Vía de entrada de las mercancías que abastecían a la capital en el siglo XIX, la calle de Toledo ha acogido edificios señoriales, negocios artesanos, iglesias y posadas. Hasta el mismo Galdós vivía enamorado de esta calle rebosante de vida.
La calle de Toledo, que atraviesa el madrileño barrio de La Latina, parte de la Plaza Mayor hasta la Puerta de Toledo, y desde allí continúa hasta la Glorieta de Pirámides donde finaliza, enlazando con el puente de Toledo.

Hoy en día mide algo más de un kilómetro. Pero no siempre fue tan larga. Hasta el siglo XVI solo llegaba a la Puerta de la Latina. Cuando Felipe II amplió el perímetro de la muralla de Madrid se derribó esta puerta y se levantó otra a la altura de la calle Sierpe. Años después sería sustituida por una nueva puerta más al sur. Fue Fernando VII quien finalmente construiría la actual Puerta de Toledo, que aunque hoy parece un monumento aislado, en su día fue un auténtico acceso a la ciudad, rodeada por unos infranqueables muros.
Una calle llena de vida
Con esta localización estratégica no es difícil imaginar que en pleno siglo XIX la calle de Toledo fuera una de las principales entradas a la capital. Hasta ella llegaban a diario campesinos con sus carros cargados de mercancías y víveres, que después servirían para abastecer los mercados de la Cebada y San Miguel.

Desde el establecimiento de la Corte en Madrid, en 1561, esta zona de la ciudad siempre ha sido una de las más transitadas de la capital. La calle era compartida por campesinos, comerciantes y vecinos, pero también por el ganado que se dirigía hacia los mataderos de la zona. Hasta 1856 era común ver a las piaras entrando por la Puerta de Toledo y andando tranquilamente por el empedrado.
De los palacios a las tabernas
El primer tramo de la calle de Toledo lucía orgulloso su aire señorial y aburguesado, donde se daban cita el antiguo Colegio Imperial, el Hospital de La Latina y elegantes cafés. Sin embargo, entre la Plaza de la Cebada y la Puerta de Toledo, mantenía un tono más popular y castizo, con toda clase de posadas y pensiones, especialmente situadas en las Cavas Alta y Baja, por su cercanía al Mercado de la Cebada.

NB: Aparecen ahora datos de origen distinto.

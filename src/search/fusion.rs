//! Client-side reciprocal rank fusion
//!
//! Used when the cluster cannot fuse retriever branches itself. Each branch
//! contributes 1/(rank_constant + rank) per document; documents ranked high
//! across several branches accumulate the largest fused scores.

use std::collections::HashMap;

use crate::types::RawHit;

/// Matches the Elasticsearch RRF default
const RANK_CONSTANT: f32 = 60.0;

/// Fuse independently ranked branch lists into one list of at most `limit`
/// hits, deduplicated by document id. The fused score replaces the branch
/// scores, mirroring what the server-side RRF retriever reports as `_score`.
pub fn reciprocal_rank_fusion(branches: &[Vec<RawHit>], limit: usize) -> Vec<RawHit> {
    let mut fused: HashMap<String, (f32, RawHit)> = HashMap::new();

    for branch in branches {
        for (rank, hit) in branch.iter().enumerate() {
            let contribution = 1.0 / (RANK_CONSTANT + rank as f32 + 1.0);
            fused
                .entry(hit.id.clone())
                .and_modify(|(score, _)| *score += contribution)
                .or_insert_with(|| (contribution, hit.clone()));
        }
    }

    let mut results: Vec<RawHit> = fused
        .into_values()
        .map(|(score, mut hit)| {
            hit.score = score;
            hit
        })
        .collect();

    results.sort_by(|a, b| {
        b.score
            .partial_cmp(&a.score)
            .unwrap_or(std::cmp::Ordering::Equal)
            .then_with(|| a.id.cmp(&b.id))
    });
    results.truncate(limit);
    results
}
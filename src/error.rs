//! Error types for the trailhead RAG system

use axum::http::StatusCode;
use axum::response::{IntoResponse, Response};
use axum::Json;
use thiserror::Error;

/// Result alias used throughout the crate
pub type Result<T> = std::result::Result<T, Error>;

/// Error taxonomy for the RAG pipeline
#[derive(Debug, Error)]
pub enum Error {
    /// Bad caller-supplied data (unreadable image, malformed metadata record)
    #[error("invalid input: {0}")]
    InvalidInput(String),

    /// Embedding or chat model call failed or the model is not loaded
    #[error("model unavailable: {0}")]
    ModelUnavailable(String),

    /// LLM output could not be parsed into the expected structure
    #[error("failed to parse model output: {0}")]
    Parse(String),

    /// Index unreachable, auth rejected, or the query itself was refused
    #[error("search unavailable: {0}")]
    SearchUnavailable(String),

    /// Missing or inconsistent configuration (caught at startup)
    #[error("configuration error: {0}")]
    Config(String),

    #[error(transparent)]
    Io(#[from] std::io::Error),
}

impl IntoResponse for Error {
    fn into_response(self) -> Response {
        let status = match &self {
            Error::InvalidInput(_) | Error::Parse(_) => StatusCode::BAD_REQUEST,
            Error::ModelUnavailable(_) | Error::SearchUnavailable(_) => {
                StatusCode::SERVICE_UNAVAILABLE
            }
            Error::Config(_) | Error::Io(_) => StatusCode::INTERNAL_SERVER_ERROR,
        };

        let body = Json(serde_json::json!({
            "error": self.to_string(),
        }));

        (status, body).into_response()
    }
}
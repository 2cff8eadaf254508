//! Card attachments sent by the bot.

use serde_json::{Value, json};

use crate::botframework::activity::{ADAPTIVE_CARD_CONTENT_TYPE, Attachment, OAUTH_CARD_CONTENT_TYPE};

pub const ADAPTIVE_CARD_SCHEMA: &str = "http://adaptivecards.io/schemas/adaptive-card.json";
pub const ADAPTIVE_CARD_VERSION: &str = "1.4";
pub const NOT_AVAILABLE: &str = "not available";

pub const WELCOME_TEXT: &str = "Welcome message! At this point, no SSO has taken place - \
the information below is taken from the conversation context";
pub const POST_SIGN_IN_TEXT: &str =
    "Post sign-in message! The information below is taken from the AAD token";

/// OAuth card asking the client to perform a silent token exchange for
/// `exchange_id`. Clients that cannot exchange fall back to the sign-in
/// button bound to `connection_name`.
pub fn oauth_card(connection_name: Option<&str>, exchange_id: &str) -> Attachment {
    let mut content = json!({
        "tokenExchangeResource": { "id": exchange_id },
    });
    if let Some(name) = connection_name {
        content["connectionName"] = Value::String(name.to_string());
    }
    Attachment { content_type: OAUTH_CARD_CONTENT_TYPE.to_string(), content }
}

pub fn welcome_card(tenant_id: Option<&str>, aad_object_id: Option<&str>) -> Attachment {
    identity_card(WELCOME_TEXT, tenant_id, aad_object_id)
}

pub fn post_sign_in_card(tenant_id: Option<&str>, aad_object_id: Option<&str>) -> Attachment {
    identity_card(POST_SIGN_IN_TEXT, tenant_id, aad_object_id)
}

fn identity_card(text: &str, tenant_id: Option<&str>, aad_object_id: Option<&str>) -> Attachment {
    let content = json!({
        "$schema": ADAPTIVE_CARD_SCHEMA,
        "type": "AdaptiveCard",
        "version": ADAPTIVE_CARD_VERSION,
        "body": [
            { "type": "TextBlock", "text": text, "wrap": true },
            {
                "type": "FactSet",
                "facts": [
                    { "title": "Tenant Id", "value": tenant_id.unwrap_or(NOT_AVAILABLE) },
                    { "title": "AAD Object ID", "value": aad_object_id.unwrap_or(NOT_AVAILABLE) },
                ],
            },
        ],
    });
    Attachment { content_type: ADAPTIVE_CARD_CONTENT_TYPE.to_string(), content }
}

Las calles se completaban con tabernas y negocios artesanales, entre los que destacaban las esparterías y las herrerías, en una época donde las calles olían a gallinejas y los ratos libres de los vecinos eran regados con chatos de vino. El Madrid más auténtico, para muchos. Un espíritu de barrio que todavía se recupera al pasear por el Rastro, o en la calle de la Paloma o Las Vistillas, en plenas fiestas.
Inspiración literaria
La calle de Toledo, primero camino y luego adoquinada y con tranvía, siempre se ha caracterizado por su bullicio. Una calle llena de vida que enamoró a Benito Pérez Galdós, que describiría su ambiente en su obra Fortunata y Jacinta: “Iba Jacinta tan pensativa, que la bulla de la calle de Toledo no la distrajo de la atención que a su propio interior prestaba”, se puede leer en su obra.

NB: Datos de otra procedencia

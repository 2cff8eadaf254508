//! Tenant SSO bot entry point.
//!
//! Startup sequence:
//!   1. Load .env (if present)
//!   2. Parse CLI and load config
//!   3. Init logger at the effective level (CLI `-v` flags > env > config)
//!   4. Build state, connector client, authenticator, adapter and bot
//!   5. Spawn Ctrl-C → shutdown signal watcher
//!   6. Run comms until shutdown

use std::sync::Arc;

use tokio_util::sync::CancellationToken;
use tracing::{info, warn};

use tenant_sso_bot::bot::TenantSsoBot;
use tenant_sso_bot::botframework::adapter::BotAdapter;
use tenant_sso_bot::botframework::auth::{AnonymousAuthenticator, BotFrameworkAuthenticator, RequestAuthenticator};
use tenant_sso_bot::botframework::connector::{AppCredentials, ConnectorClient};
use tenant_sso_bot::config::{self, Config};
use tenant_sso_bot::error::AppError;
use tenant_sso_bot::logger;
use tenant_sso_bot::subsystems::comms::{self, HttpState};
use tenant_sso_bot::subsystems::memory::{MemoryStorage, UserState};

#[tokio::main]
async fn main() {
    if let Err(e) = run().await {
        eprintln!("error: {e}");
        std::process::exit(1);
    }
}

async fn run() -> Result<(), AppError> {
    // Optional file.
    let _ = dotenvy::dotenv();

    let args = parse_cli_args()?;

    let mut config = config::load(args.config_path.as_deref())?;
    if let Some(port) = args.port {
        config.http.port = port;
    }

    // Bare levels are checked up front; full filter directives go to EnvFilter as-is.
    if !config.log_level.contains(['=', ',']) {
        logger::parse_level(&config.log_level)?;
    }

    let effective_log_level = args.log_level.unwrap_or(config.log_level.as_str());
    logger::init(effective_log_level, args.log_level.is_some())?;

    info!(
        bot_name = %config.bot_name,
        configured_log_level = %config.log_level,
        effective_log_level = %effective_log_level,
        "config loaded"
    );

    if config.credentials.is_anonymous() {
        warn!("MicrosoftAppId is not set; inbound requests are not authenticated");
    }
    if config.oauth_connection_name.is_none() {
        warn!("OAuthConnectionName is not set; sign-in cards will not name a connection");
    }

    let user_state = UserState::new(Arc::new(MemoryStorage::new()));

    let http = ConnectorClient::http_client(&config.connector)?;
    let credentials = Arc::new(AppCredentials::new(&config.credentials, &config.connector, http.clone()));
    if !credentials.is_anonymous() {
        info!(token_endpoint = credentials.token_endpoint(), "connector credentials ready");
    }
    let connector = Arc::new(ConnectorClient::new(http.clone(), credentials));

    let authenticator: Arc<dyn RequestAuthenticator> = if config.credentials.is_anonymous() {
        Arc::new(AnonymousAuthenticator)
    } else {
        Arc::new(BotFrameworkAuthenticator::new(
            config.credentials.app_id.clone(),
            config.auth.clone(),
            http,
        ))
    };

    let adapter = BotAdapter::new(authenticator, connector, config.typing.clone());
    let bot = TenantSsoBot::new(user_state, config.oauth_connection_name.clone());
    let state = HttpState::new(&config.bot_name, adapter, bot);

    let shutdown = CancellationToken::new();

    let ctrlc_token = shutdown.clone();
    tokio::spawn(async move {
        if tokio::signal::ctrl_c().await.is_ok() {
            info!("ctrl-c received, initiating shutdown");
            ctrlc_token.cancel();
        }
    });

    print_startup_summary(&config);

    let comms = comms::start(&config, state, shutdown.clone());
    let result = comms.join().await;
    shutdown.cancel();
    result
}

fn print_startup_summary(config: &Config) {
    let fit = |text: String| -> String {
        const WIDTH: usize = 58;
        if text.chars().count() >= WIDTH {
            let mut out = text.chars().take(WIDTH - 1).collect::<String>();
            out.push('…');
            out
        } else {
            format!("{text:<WIDTH$}")
        }
    };

    let app_id = if config.credentials.is_anonymous() {
        "not set (anonymous)".to_string()
    } else {
        config.credentials.app_id.clone()
    };
    let connection = config.oauth_connection_name.as_deref().unwrap_or("not set");
    let typing = if config.typing.enabled {
        format!("after {}ms, every {}ms", config.typing.delay.as_millis(), config.typing.period.as_millis())
    } else {
        "disabled".to_string()
    };

    println!("╔══════════════════════════════════════════════════════════════╗");
    println!("║ 🤖 Tenant SSO Bot                                            ║");
    println!("╟──────────────────────────────────────────────────────────────╢");
    println!("║   {}║", fit(format!("Bot: {}", config.bot_name)));
    println!("║   {}║", fit(format!("PID: {}", std::process::id())));
    println!("║   {}║", fit(format!("App id: {app_id}")));
    println!("║   {}║", fit(format!("OAuth connection: {connection}")));
    println!("╟──────────────────────────────────────────────────────────────╢");
    println!("║   {}║", fit(format!("Endpoint: http://{}/api/messages", config.http.bind_addr())));
    println!("║   {}║", fit(format!("Static views: {}", config.http.static_views_dir.display())));
    println!("║   {}║", fit(format!("Typing: {typing}")));
    println!("╚══════════════════════════════════════════════════════════════╝");
}

struct CliArgs {
    log_level: Option<&'static str>,
    config_path: Option<String>,
    port: Option<u16>,
}

fn parse_cli_args() -> Result<CliArgs, AppError> {
    let mut verbosity = 0u8;
    let mut config_path = None;
    let mut port = None;

    let mut iter = std::env::args().skip(1);
    while let Some(arg) = iter.next() {
        if arg == "--" {
            break;
        }

        match arg.as_str() {
            "-h" | "--help" => {
                println!("Usage: tenant-sso-bot [OPTIONS]");
                println!();
                println!("Options:");
                println!("  -h, --help                 Print help");
                println!("  -f, --config <PATH>        Path to configuration file (default: config/default.toml)");
                println!("  -p, --port <PORT>          Port to listen on (overrides config and env)");
                println!("  -v, -vv, -vvv, -vvvv       Increase logging verbosity");
                std::process::exit(0);
            }
            "-f" | "--config" => {
                let path = iter
                    .next()
                    .ok_or_else(|| AppError::Config("-f/--config requires a path argument".into()))?;
                config_path = Some(path);
            }
            "-p" | "--port" => {
                let value = iter
                    .next()
                    .ok_or_else(|| AppError::Config("-p/--port requires a port argument".into()))?;
                let parsed = value
                    .parse::<u16>()
                    .map_err(|e| AppError::Config(format!("invalid port '{value}': {e}")))?;
                port = Some(parsed);
            }
            "--verbose" => verbosity = verbosity.saturating_add(1),
            a if a.starts_with('-') && a.len() > 1 && a.chars().skip(1).all(|c| c == 'v') => {
                verbosity = verbosity.saturating_add((a.len() - 1) as u8);
            }
            _ => {}
        }
    }

    //   -v → warn, -vv → info, -vvv → debug, -vvvv+ → trace
    let log_level = match verbosity {
        0 => None,
        1 => Some("warn"),
        2 => Some("info"),
        3 => Some("debug"),
        _ => Some("trace"),
    };

    Ok(CliArgs { log_level, config_path, port })
}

Fue precisamente Galdós quien calificó a esta vía como la más bonita de España: “La calle de Toledo, arteria pletórica de vida, de sangre, de gracia, de alegría y, ¿por qué no decirlo?, de belleza, pues pienso que no hay calle en el mundo más bonita ni más pintoresca”. Un orgullo que también sentían los propios vecinos, que solían entonar esta copla: “Al echar Dios al mundo / la sal y el garbo / cayó la mayor parte / en este barrio. / Olé, salero / de las calles del mundo, / la de Toledo”.
Siempre de moda
La calle de Toledo siempre ha sido un Madrid en miniatura. Un compendio abreviado de España, tal y como describió Mesonero Romanos, quien dijo que esta vía era “sin duda la más poblada y animada de la capital”.

Hoy en día, el bullicio de esta calle sigue intacto. Las estrechas callejuelas que desembocan en ella, llenas de pequeños comercios y locales con encanto, siguen conservando el sabor de siempre. Esta es, quizá, la razón que atrae a los numerosos visitantes que a diario llegan hasta la calle de Toledo deseosos de exprimir al máximo su esencia, su historia y las sorpresas que esperan a la vuelta de cada esquina.